Bartender, set another round up please;
and some also for my inquisitive
young friend.  And put it all on my tab, now.
To turn now to your question, I have spent
most of my life traversing outer space,
on varied missions.  In all that distance
and time, I have experienced just one
direct mishap or accident.  My own
record for safety does exceed most of my
peers', even though I shipped out more than most
(but that is yet another story for
another night and round of Stellarcores).

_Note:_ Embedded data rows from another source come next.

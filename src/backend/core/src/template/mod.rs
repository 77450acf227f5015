//! Parameterized task templates: schema types, validation, rendering, and
//! the registration service.

mod renderer;
mod service;
mod validator;

pub use renderer::render;
pub use service::TemplateService;
pub use validator::{validate_and_resolve, FieldError};

use chrono::Utc;
use serde::{Deserialize, Serialize};
use serde_json::Value;

use crate::error::{ErrorCode, Result, TaskHubError};
use crate::store::TemplateRow;

/// Resolved parameter map used during rendering.
pub type ParamMap = serde_json::Map<String, Value>;

/// Declared type of one template parameter.
#[derive(Debug, Clone, Copy, PartialEq, Eq, Serialize, Deserialize)]
#[serde(rename_all = "lowercase")]
pub enum ParamType {
    String,
    Int,
    Bool,
    Json,
}

impl ParamType {
    pub fn matches(&self, v: &Value) -> bool {
        match self {
            ParamType::String => v.is_string(),
            ParamType::Int => v.is_i64() || v.is_u64(),
            ParamType::Bool => v.is_boolean(),
            // Json accepts any value, object and scalar alike.
            ParamType::Json => true,
        }
    }
}

/// One entry of a template's parameter schema.
#[derive(Debug, Clone, Serialize, Deserialize)]
pub struct ParamDef {
    pub name: String,
    #[serde(rename = "type")]
    pub param_type: ParamType,
    #[serde(default)]
    pub required: bool,
    #[serde(default)]
    pub default_value: Value,
}

/// A reusable parameterized payload: a JSON template plus the schema its
/// parameters must satisfy.
#[derive(Debug, Clone, Serialize, Deserialize)]
pub struct TaskTemplate {
    pub template_id: String,
    #[serde(default)]
    pub name: String,
    #[serde(default)]
    pub description: String,
    pub task_json_template: Value,
    #[serde(default)]
    pub schema: Vec<ParamDef>,
}

impl TaskTemplate {
    /// Parse the registration body.
    pub fn from_body(body: &Value) -> Result<TaskTemplate> {
        let tpl: TaskTemplate = serde_json::from_value(body.clone())
            .map_err(|e| TaskHubError::new(ErrorCode::TemplateInvalid, format!("invalid template: {e}")))?;
        if tpl.template_id.is_empty() {
            return Err(TaskHubError::new(ErrorCode::MissingRequiredField, "template_id is required"));
        }
        if !tpl.task_json_template.is_object() {
            return Err(TaskHubError::new(ErrorCode::TemplateInvalid, "task_json_template must be an object"));
        }
        Ok(tpl)
    }

    pub fn from_row(row: &TemplateRow) -> Result<TaskTemplate> {
        Ok(TaskTemplate {
            template_id: row.template_id.clone(),
            name: row.name.clone(),
            description: row.description.clone(),
            task_json_template: serde_json::from_str(&row.task_json_template)?,
            schema: serde_json::from_str(&row.schema_json)?,
        })
    }

    pub fn to_row(&self) -> TemplateRow {
        let now = Utc::now().timestamp_millis();
        TemplateRow {
            template_id: self.template_id.clone(),
            name: self.name.clone(),
            description: self.description.clone(),
            task_json_template: self.task_json_template.to_string(),
            schema_json: serde_json::to_string(&self.schema).unwrap_or_else(|_| "[]".into()),
            created_ts_ms: now,
            updated_ts_ms: now,
        }
    }
}

#[cfg(test)]
mod tests {
    use super::*;
    use serde_json::json;

    #[test]
    fn param_type_matching() {
        assert!(ParamType::String.matches(&json!("x")));
        assert!(!ParamType::String.matches(&json!(1)));
        assert!(ParamType::Int.matches(&json!(42)));
        assert!(!ParamType::Int.matches(&json!(4.2)));
        assert!(ParamType::Bool.matches(&json!(true)));
        assert!(ParamType::Json.matches(&json!({"a": 1})));
        assert!(ParamType::Json.matches(&json!("scalar")));
    }

    #[test]
    fn template_body_round_trip_through_row() {
        let body = json!({
            "template_id": "tpl-1",
            "name": "demo",
            "task_json_template": {"task": {"id": "t", "exec_type": "Shell"}},
            "schema": [
                {"name": "msg", "type": "string", "required": true},
                {"name": "timeout_ms", "type": "int", "default_value": 5000}
            ]
        });
        let tpl = TaskTemplate::from_body(&body).unwrap();
        assert_eq!(tpl.schema.len(), 2);
        assert!(tpl.schema[0].required);

        let row = tpl.to_row();
        let back = TaskTemplate::from_row(&row).unwrap();
        assert_eq!(back.template_id, "tpl-1");
        assert_eq!(back.schema[1].default_value, json!(5000));
    }

    #[test]
    fn missing_id_rejected() {
        let body = json!({"template_id": "", "task_json_template": {}});
        assert!(TaskTemplate::from_body(&body).is_err());
    }
}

The incident you ask of happened on
my first, far hitch beyond the local jaunts.
That was a planetary survey ship.
My job, my sole responsibility,
was monitoring automatic feeds
by which a planet's profile was compiled.
Our ship had been posted to a remote
arm of the galaxy---an area

not much explored, well past the counted line,
because it had little to offer us
by way of raw materials.  Not much
had changed since the last survey, long before
my fifth degree grandsires had entered space.
But someone on some high floor far from us
thought that another survey should be done.
What was to gain from so remote a place,
so far from the galactic usages?---
a certain planet, small and brightly blue,
circling a mediocre yellow star,
and with a single, cratered satellite.
The planet was inhabited by a
comparatively primitive species,
upright in walk like us, but crude in thought,
illiterate in language---about where
our species had been once, the fifth era
of our fourth, and longest, antiquity.
They could forge iron, and operated steam
driven machines; but not much more than that.